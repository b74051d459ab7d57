//! Connection descriptors: the loosely-typed wire form and the validated,
//! engine-tagged form every other layer works with.

use std::fmt;

use serde::{Deserialize, Serialize};

use crate::secret::Secret;

/// Default `MongoDB` port for self-hosted deployments.
pub const DEFAULT_MONGO_PORT: u16 = 27017;

/// Supported engines.
#[derive(Clone, Copy, Debug, PartialEq, Eq, Hash, Serialize, Deserialize)]
pub enum Engine {
    #[serde(rename = "mysql")]
    MySql,
    #[serde(rename = "postgresql")]
    Postgres,
    #[serde(rename = "mongodb")]
    MongoDb,
}

impl Engine {
    /// Parses the descriptor engine tag.
    #[must_use]
    pub fn from_tag(tag: &str) -> Option<Self> {
        match tag.trim().to_ascii_lowercase().as_str() {
            "mysql" => Some(Self::MySql),
            "postgresql" | "postgres" => Some(Self::Postgres),
            "mongodb" | "mongo" => Some(Self::MongoDb),
            _ => None,
        }
    }

    #[must_use]
    pub fn as_str(self) -> &'static str {
        match self {
            Self::MySql => "mysql",
            Self::Postgres => "postgresql",
            Self::MongoDb => "mongodb",
        }
    }

    #[must_use]
    pub fn is_relational(self) -> bool {
        matches!(self, Self::MySql | Self::Postgres)
    }
}

impl fmt::Display for Engine {
    fn fmt(&self, f: &mut fmt::Formatter<'_>) -> fmt::Result {
        f.write_str(self.as_str())
    }
}

/// Descriptor exactly as a client sent it. Nothing here is trusted.
#[derive(Clone, Debug, Default, Deserialize)]
#[serde(rename_all = "camelCase")]
pub struct RawDescriptor {
    #[serde(rename = "type", alias = "engine")]
    pub engine: Option<String>,
    pub host: Option<String>,
    pub port: Option<u16>,
    #[serde(alias = "db", alias = "dbName")]
    pub database: Option<String>,
    #[serde(alias = "user")]
    pub username: Option<String>,
    pub password: Option<Secret>,
    #[serde(default)]
    pub ssl: bool,
    pub connection_limit: Option<u32>,
    pub charset: Option<String>,
}

#[derive(Clone, Debug, PartialEq, Eq)]
pub struct Credentials {
    pub username: String,
    pub password: Option<Secret>,
}

#[derive(Clone, Debug, Default, PartialEq, Eq)]
pub struct RelationalOptions {
    pub ssl: bool,
    pub connection_limit: Option<u32>,
    pub charset: Option<String>,
}

#[derive(Clone, Debug, PartialEq, Eq)]
pub struct RelationalDescriptor {
    pub host: String,
    pub port: u16,
    pub database: String,
    pub credentials: Option<Credentials>,
    pub options: RelationalOptions,
}

/// Where a document database lives.
#[derive(Clone, Debug, PartialEq, Eq)]
pub enum Deployment {
    /// Managed-hosting cluster. Connects with server-side credentials over SRV.
    ManagedCloud { cluster_host: String },
    /// Self-hosted or local instance. Validated syntactically only.
    SelfHosted { host: String, port: u16 },
}

#[derive(Clone, Debug, PartialEq, Eq)]
pub struct DocumentDescriptor {
    pub deployment: Deployment,
    pub database: String,
    pub credentials: Option<Credentials>,
    pub ssl: bool,
    pub connection_limit: Option<u32>,
}

impl DocumentDescriptor {
    #[must_use]
    pub fn is_managed(&self) -> bool {
        matches!(self.deployment, Deployment::ManagedCloud { .. })
    }

    #[must_use]
    pub fn host(&self) -> &str {
        match &self.deployment {
            Deployment::ManagedCloud { cluster_host } => cluster_host,
            Deployment::SelfHosted { host, .. } => host,
        }
    }

    #[must_use]
    pub fn port(&self) -> Option<u16> {
        match self.deployment {
            Deployment::ManagedCloud { .. } => None,
            Deployment::SelfHosted { port, .. } => Some(port),
        }
    }
}

/// Validated descriptor, one variant per engine.
#[derive(Clone, Debug, PartialEq, Eq)]
pub enum ConnectionDescriptor {
    MySql(RelationalDescriptor),
    Postgres(RelationalDescriptor),
    MongoDb(DocumentDescriptor),
}

impl ConnectionDescriptor {
    #[must_use]
    pub fn engine(&self) -> Engine {
        match self {
            Self::MySql(_) => Engine::MySql,
            Self::Postgres(_) => Engine::Postgres,
            Self::MongoDb(_) => Engine::MongoDb,
        }
    }

    #[must_use]
    pub fn host(&self) -> &str {
        match self {
            Self::MySql(d) | Self::Postgres(d) => &d.host,
            Self::MongoDb(d) => d.host(),
        }
    }

    #[must_use]
    pub fn port(&self) -> Option<u16> {
        match self {
            Self::MySql(d) | Self::Postgres(d) => Some(d.port),
            Self::MongoDb(d) => d.port(),
        }
    }

    #[must_use]
    pub fn database(&self) -> &str {
        match self {
            Self::MySql(d) | Self::Postgres(d) => &d.database,
            Self::MongoDb(d) => &d.database,
        }
    }

    #[must_use]
    pub fn credentials(&self) -> Option<&Credentials> {
        match self {
            Self::MySql(d) | Self::Postgres(d) => d.credentials.as_ref(),
            Self::MongoDb(d) => d.credentials.as_ref(),
        }
    }

    /// Non-secret fields, safe to echo back to the caller.
    #[must_use]
    pub fn summary(&self) -> DescriptorSummary {
        DescriptorSummary {
            engine: self.engine(),
            host: self.host().to_owned(),
            port: self.port(),
            database: self.database().to_owned(),
        }
    }
}

/// Credentials never appear in the rendered form.
impl fmt::Display for ConnectionDescriptor {
    fn fmt(&self, f: &mut fmt::Formatter<'_>) -> fmt::Result {
        match self.port() {
            Some(port) => write!(
                f,
                "{}://{}:{}/{}",
                self.engine(),
                self.host(),
                port,
                self.database()
            ),
            None => write!(f, "{}://{}/{}", self.engine(), self.host(), self.database()),
        }
    }
}

#[derive(Clone, Debug, PartialEq, Eq, Serialize)]
pub struct DescriptorSummary {
    #[serde(rename = "type")]
    pub engine: Engine,
    pub host: String,
    #[serde(skip_serializing_if = "Option::is_none")]
    pub port: Option<u16>,
    pub database: String,
}
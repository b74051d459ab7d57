//! Static declaration of entities and the indexes they must carry.

use std::fmt;

use serde::{Deserialize, Serialize};

/// Default tenant key. Every tenant-scoped row/document carries it.
pub const DEFAULT_TENANT_FIELD: &str = "userId";

#[derive(Debug, Clone, Copy, Default, PartialEq, Eq, Serialize, Deserialize)]
#[serde(rename_all = "lowercase")]
pub enum KeyOrder {
    #[default]
    Asc,
    Desc,
}

impl KeyOrder {
    #[must_use]
    pub fn direction(self) -> i32 {
        match self {
            Self::Asc => 1,
            Self::Desc => -1,
        }
    }
}

#[derive(Debug, Clone, PartialEq, Eq, Serialize)]
pub struct IndexKey {
    pub field: String,
    pub order: KeyOrder,
}

impl IndexKey {
    #[must_use]
    pub fn asc(field: impl Into<String>) -> Self {
        Self {
            field: field.into(),
            order: KeyOrder::Asc,
        }
    }

    #[must_use]
    pub fn desc(field: impl Into<String>) -> Self {
        Self {
            field: field.into(),
            order: KeyOrder::Desc,
        }
    }
}

/// Declared index: name, ordered key spec, uniqueness.
#[derive(Debug, Clone, PartialEq, Eq, Serialize)]
pub struct IndexDescriptor {
    pub name: String,
    pub keys: Vec<IndexKey>,
    pub unique: bool,
}

impl IndexDescriptor {
    /// Builds a descriptor named `{entity}_{field}_{dir}...`.
    #[must_use]
    pub fn new(entity: &str, keys: Vec<IndexKey>, unique: bool) -> Self {
        let mut name = entity.to_owned();
        for key in &keys {
            name.push('_');
            name.push_str(&key.field);
            name.push('_');
            name.push_str(&key.order.direction().to_string());
        }
        Self { name, keys, unique }
    }

    pub fn fields(&self) -> impl Iterator<Item = &str> {
        self.keys.iter().map(|k| k.field.as_str())
    }

    #[must_use]
    pub fn leads_with(&self, field: &str) -> bool {
        self.keys.first().is_some_and(|k| k.field == field)
    }
}

impl fmt::Display for IndexDescriptor {
    fn fmt(&self, f: &mut fmt::Formatter<'_>) -> fmt::Result {
        write!(f, "{}(", self.name)?;
        for (i, key) in self.keys.iter().enumerate() {
            if i > 0 {
                f.write_str(", ")?;
            }
            write!(f, "{}:{}", key.field, key.order.direction())?;
        }
        f.write_str(if self.unique { ") unique" } else { ")" })
    }
}

#[derive(Debug, Clone, PartialEq, Eq)]
pub struct EntityDef {
    pub name: String,
    /// `false` only for global stores such as the users directory.
    pub tenant_scoped: bool,
    pub indexes: Vec<IndexDescriptor>,
}

/// Entities known to the layer, bound to one tenant key.
#[derive(Debug, Clone, PartialEq, Eq)]
pub struct Schema {
    tenant_field: String,
    entities: Vec<EntityDef>,
}

impl Schema {
    #[must_use]
    pub fn new(tenant_field: impl Into<String>, entities: Vec<EntityDef>) -> Self {
        Self {
            tenant_field: tenant_field.into(),
            entities,
        }
    }

    /// Business entities with their tenant-leading unique constraints.
    #[must_use]
    pub fn standard(tenant_field: &str) -> Self {
        let scoped = |name: &str, indexes: Vec<(Vec<IndexKey>, bool)>| EntityDef {
            name: name.to_owned(),
            tenant_scoped: true,
            indexes: indexes
                .into_iter()
                .map(|(rest, unique)| {
                    let mut keys = vec![IndexKey::asc(tenant_field)];
                    keys.extend(rest);
                    IndexDescriptor::new(name, keys, unique)
                })
                .collect(),
        };

        let entities = vec![
            scoped("products", vec![(vec![IndexKey::asc("name")], true)]),
            scoped(
                "sales",
                vec![
                    (vec![IndexKey::asc("invoiceNumber")], true),
                    (vec![IndexKey::desc("createdAt")], false),
                ],
            ),
            scoped("settings", vec![(vec![IndexKey::asc("key")], true)]),
            scoped("customers", vec![(vec![IndexKey::asc("email")], true)]),
            scoped("suppliers", vec![(vec![IndexKey::asc("name")], true)]),
            scoped("categories", vec![(vec![IndexKey::asc("name")], true)]),
            EntityDef {
                name: "users".to_owned(),
                tenant_scoped: false,
                indexes: vec![IndexDescriptor::new(
                    "users",
                    vec![IndexKey::asc("email")],
                    true,
                )],
            },
        ];

        Self::new(tenant_field, entities)
    }

    #[must_use]
    pub fn tenant_field(&self) -> &str {
        &self.tenant_field
    }

    #[must_use]
    pub fn entities(&self) -> &[EntityDef] {
        &self.entities
    }

    #[must_use]
    pub fn entity(&self, name: &str) -> Option<&EntityDef> {
        self.entities.iter().find(|e| e.name == name)
    }

    /// `true` unless the entity is declared as a global store.
    #[must_use]
    pub fn is_tenant_scoped(&self, name: &str) -> bool {
        self.entity(name).is_none_or(|e| e.tenant_scoped)
    }

    pub fn tenant_scoped_entities(&self) -> impl Iterator<Item = &EntityDef> {
        self.entities.iter().filter(|e| e.tenant_scoped)
    }
}

#[cfg(test)]
#[cfg_attr(coverage_nightly, coverage(off))]
mod tests {
    use super::*;

    #[test]
    fn every_scoped_unique_index_leads_with_tenant_key() {
        let schema = Schema::standard(DEFAULT_TENANT_FIELD);
        for entity in schema.tenant_scoped_entities() {
            for index in entity.indexes.iter().filter(|i| i.unique) {
                assert!(index.leads_with("userId"), "{index} must lead with userId");
            }
        }
    }

    #[test]
    fn names_follow_field_direction_convention() {
        let schema = Schema::standard("userId");
        let products = schema.entity("products").unwrap();
        assert_eq!(products.indexes[0].name, "products_userId_1_name_1");
        let sales = schema.entity("sales").unwrap();
        assert_eq!(sales.indexes[1].name, "sales_userId_1_createdAt_-1");
        assert!(!sales.indexes[1].unique);
    }

    #[test]
    fn users_directory_is_global() {
        let schema = Schema::standard("userId");
        assert!(!schema.is_tenant_scoped("users"));
        assert!(schema.is_tenant_scoped("products"));
        assert!(schema.is_tenant_scoped("invoices_custom"));
    }
}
────────────────────────────────────────
● Exercise description: Output only an exact transcription of the lines above from the one with "pub struct Credentials" up to and including the one with "pub enum Deployment".

● Written answer:
pub struct Credentials {
    pub username: String,
    pub password: Option<Secret>,
}

#[derive(Clone, Debug, Default, PartialEq, Eq)]
pub struct RelationalOptions {
    pub ssl: bool,
    pub connection_limit: Option<u32>,
    pub charset: Option<String>,
}

#[derive(Clone, Debug, PartialEq, Eq)]
pub struct RelationalDescriptor {
    pub host: String,
    pub port: u16,
    pub database: String,
    pub credentials: Option<Credentials>,
    pub options: RelationalOptions,
}

/// Where a document database lives.
#[derive(Clone, Debug, PartialEq, Eq)]
pub enum Deployment {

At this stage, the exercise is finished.